Agora, o Cartão Nacional de Saúde (CNS) vai exibir nome + CPF do usuário, no lugar do número antigo do CNS.
A base de cadastros do SUS (CadSUS) passou por uma “higienização”: registros duplicados ou sem CPF, inconsistentes, estão sendo analisados ou suspensos.
Desde julho de 2025: já foram suspensos ~54 milhões de registros sem CPF.
Meta: 111 milhões de cadastros serão inativados até abril de 2026.
A expectativa é que ao final do processo a base de CadSUS tenha ~228,9 milhões cadastros vinculados ao CPF, o que corresponderia ao total de CPFs ativos na Receita Federal.
Pacientes sem CPF continuam a ser atendidos normalmente pelo SUS.

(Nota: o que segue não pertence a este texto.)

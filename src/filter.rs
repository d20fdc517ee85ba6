use crate::model::{ContributorGroup, ProjectGroup, WorkspaceGroup};
use crate::order::sort_by_recency;

/// Case-insensitive substring match; the query is lowercased once by the
/// callers below.
fn matches(haystack: &str, query_lower: &str) -> bool {
    haystack.to_lowercase().contains(query_lower)
}

/// Keep contributors whose name matches (whole group) or who have at least
/// one matching project (pruned to those projects). Group order is
/// recomputed from what remains.
pub fn filter_contributors(groups: Vec<ContributorGroup>, query: &str) -> Vec<ContributorGroup> {
    if query.is_empty() {
        return groups;
    }
    let q = query.to_lowercase();
    let mut kept: Vec<ContributorGroup> = groups
        .into_iter()
        .filter_map(|mut g| {
            if matches(&g.name, &q) {
                return Some(g);
            }
            g.projects.retain(|p| matches(&p.project, &q));
            if g.projects.is_empty() {
                None
            } else {
                Some(g)
            }
        })
        .collect();
    sort_by_recency(&mut kept);
    kept
}

/// Keep projects whose name matches (whole group) or with at least one
/// matching contributor (pruned to those contributors).
pub fn filter_projects(groups: Vec<ProjectGroup>, query: &str) -> Vec<ProjectGroup> {
    if query.is_empty() {
        return groups;
    }
    let q = query.to_lowercase();
    let mut kept: Vec<ProjectGroup> = groups
        .into_iter()
        .filter_map(|g| prune_project(g, &q))
        .collect();
    sort_by_recency(&mut kept);
    kept
}

/// Keep workspaces whose own name matches, or with matching projects or
/// contributors anywhere beneath them, pruned accordingly.
pub fn filter_workspaces(groups: Vec<WorkspaceGroup>, query: &str) -> Vec<WorkspaceGroup> {
    if query.is_empty() {
        return groups;
    }
    let q = query.to_lowercase();
    let mut kept: Vec<WorkspaceGroup> = groups
        .into_iter()
        .filter_map(|mut g| {
            if matches(&g.workspace, &q) {
                return Some(g);
            }
            g.projects = std::mem::take(&mut g.projects)
                .into_iter()
                .filter_map(|p| prune_project(p, &q))
                .collect();
            if g.projects.is_empty() {
                return None;
            }
            // Pruning shifts each project's newest remaining commit, so the
            // nested order has to be re-derived too.
            sort_by_recency(&mut g.projects);
            Some(g)
        })
        .collect();
    sort_by_recency(&mut kept);
    kept
}

fn prune_project(mut group: ProjectGroup, query_lower: &str) -> Option<ProjectGroup> {
    if matches(&group.project, query_lower) {
        return Some(group);
    }
    group.contributors.retain(|c| matches(&c.name, query_lower));
    if group.contributors.is_empty() {
        None
    } else {
        Some(group)
    }
}
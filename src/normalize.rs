use crate::error::MalformedRecord;
use crate::model::{CommitRecord, RawCommit, DEFAULT_WORKSPACE};
use chrono::{DateTime, NaiveDate, TimeZone, Utc};
use log::warn;

/// Validate and canonicalize one raw commit.
///
/// Fails when the hash or timestamp is absent/unparseable, the author
/// display name is empty after stripping, or the project name is missing.
/// A missing workspace falls back to the [`DEFAULT_WORKSPACE`] sentinel.
pub fn normalize(raw: RawCommit) -> Result<CommitRecord, MalformedRecord> {
    let hash = match raw.hash {
        Some(h) if !h.trim().is_empty() => h,
        _ => return Err(MalformedRecord::MissingHash),
    };

    let date = raw.date.ok_or(MalformedRecord::MissingTimestamp)?;
    let timestamp = match parse_timestamp(&date) {
        Some(ts) => ts,
        None => return Err(MalformedRecord::InvalidTimestamp(date)),
    };

    let author = display_name(raw.author.as_deref().unwrap_or(""))
        .ok_or(MalformedRecord::EmptyAuthor)?;

    let project = match raw.project {
        Some(p) if !p.trim().is_empty() => p,
        _ => return Err(MalformedRecord::MissingProject),
    };

    let workspace = match raw.workspace {
        Some(w) if !w.trim().is_empty() => w,
        _ => DEFAULT_WORKSPACE.to_string(),
    };

    Ok(CommitRecord {
        hash,
        message: raw.message.unwrap_or_default(),
        author,
        timestamp,
        project,
        workspace,
    })
}

/// Normalize a whole fetch batch, dropping malformed records with a warning
/// instead of failing the batch.
pub fn normalize_all<I>(raw: I) -> Vec<CommitRecord>
where
    I: IntoIterator<Item = RawCommit>,
{
    let mut records = Vec::new();
    for r in raw {
        match normalize(r) {
            Ok(record) => records.push(record),
            Err(e) => warn!("dropping malformed commit record: {e}"),
        }
    }
    records
}

/// Extract the display name from a raw author string: everything left of
/// the first `<`, trimmed. Returns `None` when nothing remains.
pub fn display_name(raw: &str) -> Option<String> {
    let name = raw.split('<').next().unwrap_or("").trim();
    if name.is_empty() {
        None
    } else {
        Some(name.to_string())
    }
}

fn parse_timestamp(input: &str) -> Option<DateTime<Utc>> {
    // RFC3339
    if let Ok(dt) = DateTime::parse_from_rfc3339(input) {
        return Some(dt.with_timezone(&Utc));
    }

    // YYYY-MM-DD
    if let Ok(date) = NaiveDate::parse_from_str(input, "%Y-%m-%d") {
        if let Some(datetime) = date.and_hms_opt(0, 0, 0) {
            return Some(Utc.from_utc_datetime(&datetime));
        }
    }

    None
}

Há cadastro temporário para quem não conseguir informar CPF no momento do atendimento (por exemplo, em emergências). Esse cadastro temporário vale por até 1 ano.

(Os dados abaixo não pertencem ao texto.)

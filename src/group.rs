use crate::model::CommitRecord;
use std::collections::HashMap;

/// Extracts one grouping key from a record. Keys are the already-normalized
/// values, compared case-sensitively.
pub type KeyFn = fn(&CommitRecord) -> &str;

pub fn author_key(r: &CommitRecord) -> &str {
    &r.author
}

pub fn project_key(r: &CommitRecord) -> &str {
    &r.project
}

pub fn workspace_key(r: &CommitRecord) -> &str {
    &r.workspace
}

/// Key order for the contributor view: contributor, then project.
pub const BY_CONTRIBUTOR: &[KeyFn] = &[author_key, project_key];
/// Key order for the project view: project, then contributor.
pub const BY_PROJECT: &[KeyFn] = &[project_key, author_key];
/// Key order for the workspace view: workspace, project, contributor.
pub const BY_WORKSPACE: &[KeyFn] = &[workspace_key, project_key, author_key];

/// Nested grouping produced by [`group_records`]. Branch entries appear in
/// first-seen order; leaf commits keep input order. Recency ordering is the
/// sorter's job, not the grouping engine's.
#[derive(Debug, Clone, PartialEq)]
pub enum GroupNode {
    Leaf(Vec<CommitRecord>),
    Branch(Vec<(String, GroupNode)>),
}

impl GroupNode {
    pub fn into_branch(self) -> Vec<(String, GroupNode)> {
        match self {
            GroupNode::Branch(children) => children,
            GroupNode::Leaf(_) => Vec::new(),
        }
    }

    pub fn into_leaf(self) -> Vec<CommitRecord> {
        match self {
            GroupNode::Leaf(commits) => commits,
            GroupNode::Branch(_) => Vec::new(),
        }
    }
}

/// Build a nested grouping from a flat record sequence and an ordered list
/// of key extractors. Group membership is deterministic and independent of
/// input order; empty input yields an empty branch.
pub fn group_records(records: &[CommitRecord], keys: &[KeyFn]) -> GroupNode {
    let (key, rest) = match keys.split_first() {
        Some(split) => split,
        None => return GroupNode::Leaf(records.to_vec()),
    };

    let mut index: HashMap<&str, usize> = HashMap::new();
    let mut buckets: Vec<(String, Vec<CommitRecord>)> = Vec::new();

    for r in records {
        let k = key(r);
        let i = match index.get(k) {
            Some(&i) => i,
            None => {
                buckets.push((k.to_string(), Vec::new()));
                index.insert(k, buckets.len() - 1);
                buckets.len() - 1
            }
        };
        buckets[i].1.push(r.clone());
    }

    GroupNode::Branch(
        buckets
            .into_iter()
            .map(|(k, members)| (k, group_records(&members, rest)))
            .collect(),
    )
}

Populações que não têm CPF, como estrangeiros, indígenas, ribeirinhos, continuarão identificadas pelo registro antigo (Cadastro Nacional de Saúde, CNS). O termo “CNS” passa a ser um registro secundário/complementar nesses casos.
O uso do CPF como identificador único visa reduzir duplicidade, fraudes e inconsistências nos cadastros.
Facilita a integração de dados entre diferentes sistemas do governo (saúde, educação, assistência social etc.), o que melhora o planejamento de políticas públicas.
Usuários terão mais praticidade: menos documentos/códigos diferentes para lembrar, acesso mais simples ao histórico de saúde pelo aplicativo ou sistemas digitais.